In the five-odd months I have been visiting the site, I have managed to contribute 58 answers and over one hundred edits (more on that below); this strikes me as a reasonable commitment on my part and one that should return some dividend to me – at least in terms of satisfaction with the site. Alas, no.

And why not? For several reasons. And reasons that have only really become apparent over the last month as I started to spend time on the Unix & Linux Stack Exchange site. The contrast between the experience of the two sites, that are in essence very similar, couldn’t be more striking.

The primary difference between the two is that Unix.SE isn’t a social site: you don’t follow anyone. Which, when you think about Q&A sites, makes a lot more sense than Quora’s model. I still don’t understand the point of following people on Quora. Perhaps I am not following enough people, or the wrong ones, but I have yet to see any benefit in following on the site.

One other area of seeming similarity between the sites is the ability to vote up (or down) questions and answers. On Unix.SE, this is implemented as a real strength as these votes determine contributor’s reputation, described thus:

Reputation is a rough measurement of how much the community trusts you. Reputation is never given, it is earned by convincing fellow users that you know what you’re talking about.

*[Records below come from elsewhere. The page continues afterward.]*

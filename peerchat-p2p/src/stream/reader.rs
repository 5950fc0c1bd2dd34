//! Stream reader task.

use std::io;

use tokio::io::{AsyncBufReadExt, AsyncRead, BufReader};

use crate::inbox::{InboxMessage, InboxSender, StreamSource};

/// Why a reader stopped.
#[derive(Debug, Clone, Copy, PartialEq, Eq)]
pub enum ReaderExit {
    /// The peer closed its side of the stream.
    EndOfStream,
    /// Reading failed; the stream is dead.
    ReadError(io::ErrorKind),
    /// The application dropped the inbox.
    InboxClosed,
}

/// Forward newline-terminated lines from `reader` into the inbox.
///
/// Lines keep their trailing newline. Empty reads and bare `"\n"` lines are
/// skipped. Never retries: the first end-of-stream or read error ends the
/// task.
pub async fn run_reader<R>(source: StreamSource, reader: R, inbox: InboxSender) -> ReaderExit
where
    R: AsyncRead + Unpin,
{
    let mut reader = BufReader::new(reader);
    let mut line = String::new();
    let mut forwarded: u64 = 0;

    loop {
        line.clear();
        match reader.read_line(&mut line).await {
            Ok(0) => {
                tracing::debug!(peer = %source.peer, direction = %source.direction, forwarded, "Stream ended");
                return ReaderExit::EndOfStream;
            }
            Ok(_) => {}
            Err(e) => {
                tracing::debug!(peer = %source.peer, direction = %source.direction, error = %e, "Stream read failed");
                return ReaderExit::ReadError(e.kind());
            }
        }

        if line.is_empty() || line == "\n" {
            continue;
        }

        let message = InboxMessage::new(source, std::mem::take(&mut line));
        if inbox.push(message).await.is_err() {
            tracing::debug!(peer = %source.peer, "Inbox closed, reader exiting");
            return ReaderExit::InboxClosed;
        }
        forwarded += 1;
    }
}
//! Chat streams and the tasks that drive them.
//!
//! A [`ChatStream`] is split into an independent read half and write half
//! as soon as it is established; the reader feeds the inbox and the writer
//! (outbound streams only) drains a payload source.

pub mod payload;
pub mod reader;
pub mod writer;

use std::fmt;

use tokio::io::{AsyncRead, AsyncWrite};

use crate::inbox::StreamSource;
use crate::peer::PeerInfo;

pub use payload::{
    BroadcastPayload, BroadcastPayloadFactory, CounterPayload, CounterPayloadFactory,
    PayloadFactory, PayloadSource,
};
pub use reader::{run_reader, ReaderExit};
pub use writer::{run_writer, WriterExit, WriterPacing};

/// Read half of a chat stream.
pub type BoxedReader = Box<dyn AsyncRead + Send + Unpin>;

/// Write half of a chat stream.
pub type BoxedWriter = Box<dyn AsyncWrite + Send + Unpin>;

/// An established, authenticated chat stream.
pub struct ChatStream {
    info: PeerInfo,
    reader: BoxedReader,
    writer: BoxedWriter,
}

impl ChatStream {
    /// Assemble a stream from its halves.
    pub fn new(info: PeerInfo, reader: BoxedReader, writer: BoxedWriter) -> Self {
        Self { info, reader, writer }
    }

    /// Metadata about the remote peer.
    pub fn info(&self) -> &PeerInfo {
        &self.info
    }

    /// Inbox source tag for lines read from this stream.
    pub fn source(&self) -> StreamSource {
        StreamSource {
            peer: self.info.endpoint_id,
            direction: self.info.direction,
        }
    }

    /// Split into metadata, read half and write half.
    pub fn into_parts(self) -> (PeerInfo, BoxedReader, BoxedWriter) {
        (self.info, self.reader, self.writer)
    }
}

impl fmt::Debug for ChatStream {
    fn fmt(&self, f: &mut fmt::Formatter<'_>) -> fmt::Result {
        f.debug_struct("ChatStream")
            .field("info", &self.info)
            .finish_non_exhaustive()
    }
}
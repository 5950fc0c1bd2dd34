//! Length-prefixed framing for handshake messages.
//!
//! Frames are laid out as:
//! - 4 bytes: network magic
//! - 4 bytes: big-endian body length
//! - N bytes: bincode-serialized [`HandshakeMessage`]
//!
//! The decoder never consumes bytes past the end of a frame, so whatever the
//! peer sends after `StreamAccepted` stays in the read buffer for the chat
//! stream.

use bytes::{Buf, BufMut, BytesMut};
use tokio_util::codec::{Decoder, Encoder};

use crate::config::{MAX_FRAME_SIZE, NETWORK_MAGIC};
use crate::error::{P2pError, P2pResult};
use crate::protocol::HandshakeMessage;

/// Header size: 4 bytes magic + 4 bytes length.
const HEADER_SIZE: usize = 8;

/// Codec for handshake frames.
#[derive(Debug, Default)]
pub struct HandshakeCodec {
    /// Body length of the frame being read, once its header is parsed.
    current_length: Option<usize>,
}

impl HandshakeCodec {
    /// Create a new codec.
    pub fn new() -> Self {
        Self {
            current_length: None,
        }
    }
}

fn read_header(src: &BytesMut) -> P2pResult<usize> {
    let mut magic = [0u8; 4];
    magic.copy_from_slice(&src[0..4]);
    if magic != NETWORK_MAGIC {
        return Err(P2pError::InvalidMagic {
            expected: NETWORK_MAGIC,
            actual: magic,
        });
    }

    let mut length = [0u8; 4];
    length.copy_from_slice(&src[4..8]);
    let length = u32::from_be_bytes(length) as usize;
    if length > MAX_FRAME_SIZE {
        return Err(P2pError::MessageTooLarge {
            size: length,
            max: MAX_FRAME_SIZE,
        });
    }
    Ok(length)
}

impl Decoder for HandshakeCodec {
    type Item = HandshakeMessage;
    type Error = P2pError;

    fn decode(&mut self, src: &mut BytesMut) -> P2pResult<Option<Self::Item>> {
        let length = match self.current_length {
            Some(length) => length,
            None => {
                if src.len() < HEADER_SIZE {
                    return Ok(None);
                }
                let length = read_header(src)?;
                self.current_length = Some(length);
                length
            }
        };

        if src.len() < HEADER_SIZE + length {
            src.reserve(HEADER_SIZE + length - src.len());
            return Ok(None);
        }

        src.advance(HEADER_SIZE);
        let body = src.split_to(length);
        self.current_length = None;

        let message = peerchat_core::serialization::deserialize(&body)?;
        Ok(Some(message))
    }
}

impl Encoder<HandshakeMessage> for HandshakeCodec {
    type Error = P2pError;

    fn encode(&mut self, message: HandshakeMessage, dst: &mut BytesMut) -> P2pResult<()> {
        let body = peerchat_core::serialization::serialize(&message)?;
        if body.len() > MAX_FRAME_SIZE {
            return Err(P2pError::MessageTooLarge {
                size: body.len(),
                max: MAX_FRAME_SIZE,
            });
        }

        dst.reserve(HEADER_SIZE + body.len());
        dst.put_slice(&NETWORK_MAGIC);
        dst.put_u32(body.len() as u32);
        dst.put_slice(&body);
        Ok(())
    }
}
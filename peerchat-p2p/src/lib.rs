//! Peer-to-peer chat networking.
//!
//! This crate connects a node to a small, statically known set of peers and
//! exchanges newline-delimited text with them:
//!
//! - Static peer directory with multiaddr-style addresses
//! - Ed25519 mutual authentication over TCP
//! - Outbound connection establishment with fixed-interval retry
//! - Per-stream reader and throttled writer tasks
//! - A single inbox that merges every inbound line
//!
//! # Architecture
//!
//! Every stream half runs in its own tokio task. Tasks report back to the
//! node over a channel; received lines go straight to the inbox.
//!
//! ```text
//! Main Task (ChatNode::run())
//! ├── Listener (accept incoming, authenticate, negotiate)
//! ├── Establisher Task per peer (dial with retry, negotiate with retry)
//! ├── Reader Task per stream ──► Inbox ──► application loop
//! └── Writer Task per outbound stream ◄── PayloadSource
//! ```
//!
//! # Usage
//!
//! ```ignore
//! use std::sync::Arc;
//! use peerchat_core::{IdentitySelector, NodeIdentity};
//! use peerchat_p2p::{ChatNode, Inbox, P2pConfig, PeerDirectory};
//!
//! let identity = Arc::new(NodeIdentity::select(IdentitySelector::Provisioned(0))?);
//! let (inbox_tx, mut inbox) = Inbox::new(1024);
//! let config = P2pConfig::new("0.0.0.0:3021".parse()?, 0);
//!
//! let node = ChatNode::bind(config, identity, inbox_tx).await?;
//! tokio::spawn(async move { node.run(PeerDirectory::builtin()).await });
//!
//! while let Some(message) = inbox.recv().await {
//!     println!("{}", message.text());
//! }
//! ```

pub mod config;
pub mod error;

pub mod inbox;
pub mod manager;
pub mod node;
pub mod peer;
pub mod protocol;
pub mod stream;
pub mod transport;

// Re-export main types
pub use config::{ConnectFailurePolicy, P2pConfig, DEFAULT_INBOX_CAPACITY, PROTOCOL_ID};
pub use error::{P2pError, P2pResult};
pub use inbox::{Inbox, InboxMessage, InboxSender, StreamSource};
pub use manager::{ConnectionEstablisher, RetryPolicy};
pub use node::{ChatNode, NodeStateUpdate, PeerSnapshot};
pub use peer::{ConnectionDirection, ListenAddr, PeerAddr, PeerDescriptor, PeerDirectory, PeerInfo};
pub use stream::{
    BroadcastPayloadFactory, ChatStream, CounterPayloadFactory, PayloadFactory, PayloadSource,
    ReaderExit, WriterExit, WriterPacing,
};
pub use transport::{Session, TcpTransport, Transport};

This has a twofold effect: it motivates contributors to provide quality answers (and rewards them when they do), and more importantly, gives you a heuristic for how credible an answer may be. Quora doesn’t have this concept and, for me, is much the poorer for it.

Reputation has consequences on Unix.SE: the more you accrue, the more privileges on the site you are granted. Again, this builds the community’s capability while encouraging individual contributors.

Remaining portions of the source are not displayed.